I have personally seen a lot of dogs chained to trees with no water and no food living in their own feces. Granted most of these were owned by drug dealers. But I have a personal aversion to any animal kept tied out to tree. We spend a great deal of our time and money on buying and training working dogs. Just can't understand anyone on this site even considering keeping a dog tied to a tree. The cost of a wire kennel is cheap compared to the cost of a working dog prospect puppy. If you can't afford a decent kennel to keep the number of dogs you own, you should put some serious thought into why you have dogs.
Just my opinion, the older I get the more I seem to have.


----------



## lynn oliver (May 30, 2010)

Well said Charles, in England you very rarely see dogs on chains and I personally would never imagine chaining my dogs to anything, they are family. 
I do understand that some people prefer to kennel their dogs and some are working dogs, but chaining seems wrong.


----------



## Chris McDonald (May 29, 2008)

Charles Corbitt said:


> I have personally seen a lot of dogs chained to trees with no water and no food living in their own feces. Granted most of these were owned by drug dealers. But I have a personal aversion to any animal kept tied out to tree. We spend a great deal of our time and money on buying and training working dogs. Just can't understand anyone on this site even considering keeping a dog tied to a tree. The cost of a wire kennel is cheap compared to the cost of a working dog prospect puppy. If you can't afford a decent kennel to keep the number of dogs you own, you should put some serious thought into why you have dogs.
> Just my opinion, the older I get the more I seem to have.


 

There is a total and complete lack of any logic to what is being said here. This is the ignorance I sorta kinda was touching on above. Do you realize that if you gave these same people a kennel there would still be no food and water? And do you expect to see food in front of a dog at all times? Was the dog healthy looking or was it being starved? Can you explain to me how having no water or food has anything to do with being tied out? I can afford a kennel for my dogs if I wanted it.

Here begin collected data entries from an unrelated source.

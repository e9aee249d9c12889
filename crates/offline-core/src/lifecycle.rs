//! Worker lifecycle tracking.

use std::fmt;

use serde::Serialize;

/// States a worker version moves through.
#[derive(Debug, Clone, Copy, Default, PartialEq, Eq, Serialize)]
#[serde(rename_all = "lowercase")]
pub enum WorkerState {
    /// Script evaluated, not yet installing.
    #[default]
    Parsed,
    /// Install handler running.
    Installing,
    /// Pre-cache complete.
    Installed,
    /// Activate handler running.
    Activating,
    /// Controlling clients.
    Activated,
    /// Failed to install or replaced.
    Redundant,
}

impl WorkerState {
    /// Only an activated worker receives fetch events.
    pub fn can_intercept_fetch(&self) -> bool {
        matches!(self, Self::Activated)
    }

    /// No transitions leave this state.
    pub fn is_terminal(&self) -> bool {
        matches!(self, Self::Redundant)
    }

    /// Check whether moving to `next` is a legal lifecycle step.
    ///
    /// The host may stop a worker between events and start a fresh instance,
    /// so a freshly parsed worker may go straight to activating.
    pub fn transition(self, next: WorkerState) -> Result<WorkerState, LifecycleError> {
        use WorkerState::*;

        let allowed = matches!(
            (self, next),
            (Parsed, Installing)
                | (Parsed, Activating)
                | (Installing, Installed)
                | (Installed, Activating)
                | (Activating, Activated)
                | (_, Redundant)
        );

        if allowed && !self.is_terminal() {
            Ok(next)
        } else {
            Err(LifecycleError::InvalidTransition { from: self, to: next })
        }
    }
}

impl fmt::Display for WorkerState {
    fn fmt(&self, f: &mut fmt::Formatter<'_>) -> fmt::Result {
        match self {
            Self::Parsed => write!(f, "parsed"),
            Self::Installing => write!(f, "installing"),
            Self::Installed => write!(f, "installed"),
            Self::Activating => write!(f, "activating"),
            Self::Activated => write!(f, "activated"),
            Self::Redundant => write!(f, "redundant"),
        }
    }
}

/// Error for lifecycle violations.
#[derive(Debug, thiserror::Error)]
pub enum LifecycleError {
    #[error("invalid lifecycle transition: {from} -> {to}")]
    InvalidTransition { from: WorkerState, to: WorkerState },
}
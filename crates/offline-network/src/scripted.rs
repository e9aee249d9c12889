//! Scripted network for native hosts and tests.

use std::cell::{Cell, RefCell};
use std::collections::HashMap;

use async_trait::async_trait;
use offline_core::{FetchRequest, FetchResponse};

use crate::client::{FetchError, Network};

/// Network that answers from a fixed route table.
///
/// Unknown URLs resolve with 404. While offline, every fetch rejects with a
/// connection error.
#[derive(Debug, Default)]
pub struct ScriptedNetwork {
    routes: RefCell<HashMap<String, Result<FetchResponse, FetchError>>>,
    offline: Cell<bool>,
    calls: RefCell<Vec<String>>,
}

impl ScriptedNetwork {
    /// Create an empty network.
    pub fn new() -> Self {
        Self::default()
    }

    /// Answer `url` with `response`.
    pub fn route(self, url: &str, response: FetchResponse) -> Self {
        self.routes.borrow_mut().insert(url.to_string(), Ok(response));
        self
    }

    /// Reject fetches of `url`.
    pub fn reject(self, url: &str) -> Self {
        self.routes.borrow_mut().insert(
            url.to_string(),
            Err(FetchError::Connection(format!("failed to fetch {}", url))),
        );
        self
    }

    /// Toggle offline mode.
    pub fn set_offline(&self, offline: bool) {
        self.offline.set(offline);
    }

    /// URLs fetched so far, in order.
    pub fn calls(&self) -> Vec<String> {
        self.calls.borrow().clone()
    }
}

#[async_trait(?Send)]
impl Network for ScriptedNetwork {
    async fn fetch(&self, request: &FetchRequest) -> Result<FetchResponse, FetchError> {
        self.calls.borrow_mut().push(request.url.clone());

        if self.offline.get() {
            return Err(FetchError::Connection("offline".to_string()));
        }

        match self.routes.borrow().get(&request.url) {
            Some(result) => result.clone(),
            None => Ok(FetchResponse::new(offline_core::StatusCode::NOT_FOUND, "")),
        }
    }
}
pub mod dst_evaluator;
pub mod error;
pub mod merge;
pub mod ontology;
pub mod paths;
#[cfg(feature = "python")]
pub mod python_interface;
pub mod triple;
pub mod utils;

pub use error::DstError;

#[cfg(feature = "python")]
#[pyo3::pymodule]
pub mod crosswoz_dst {
    #[pymodule_export]
    use super::python_interface::eval_metrics;
    #[pymodule_export]
    use super::python_interface::merge_raw_data;
    #[pymodule_export]
    use super::python_interface::clean_ontology;
}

Tying a dog out to me is a better option that putting it in a cage.


----------



## patricia powers (Nov 14, 2010)

you can pooh pooh the wild animal theory if you wish, but i know better. coyotes are ruthless & crafty. many a dog has been lost to coyotes. we have a lot of them around here, so i wouldn't dream of having dogs tied out and vulnerable to them. as far as ***** & skunks go......they do some pretty wierd stuff when they are infected with rabies or dystemper. female ***** often steal dogfood from dogs when they are feeding a litter. i don't relish the idea of wild animals feasting in my dogs' dishes. (saliva) pjp


----------



## Charles Corbitt (Oct 24, 2012)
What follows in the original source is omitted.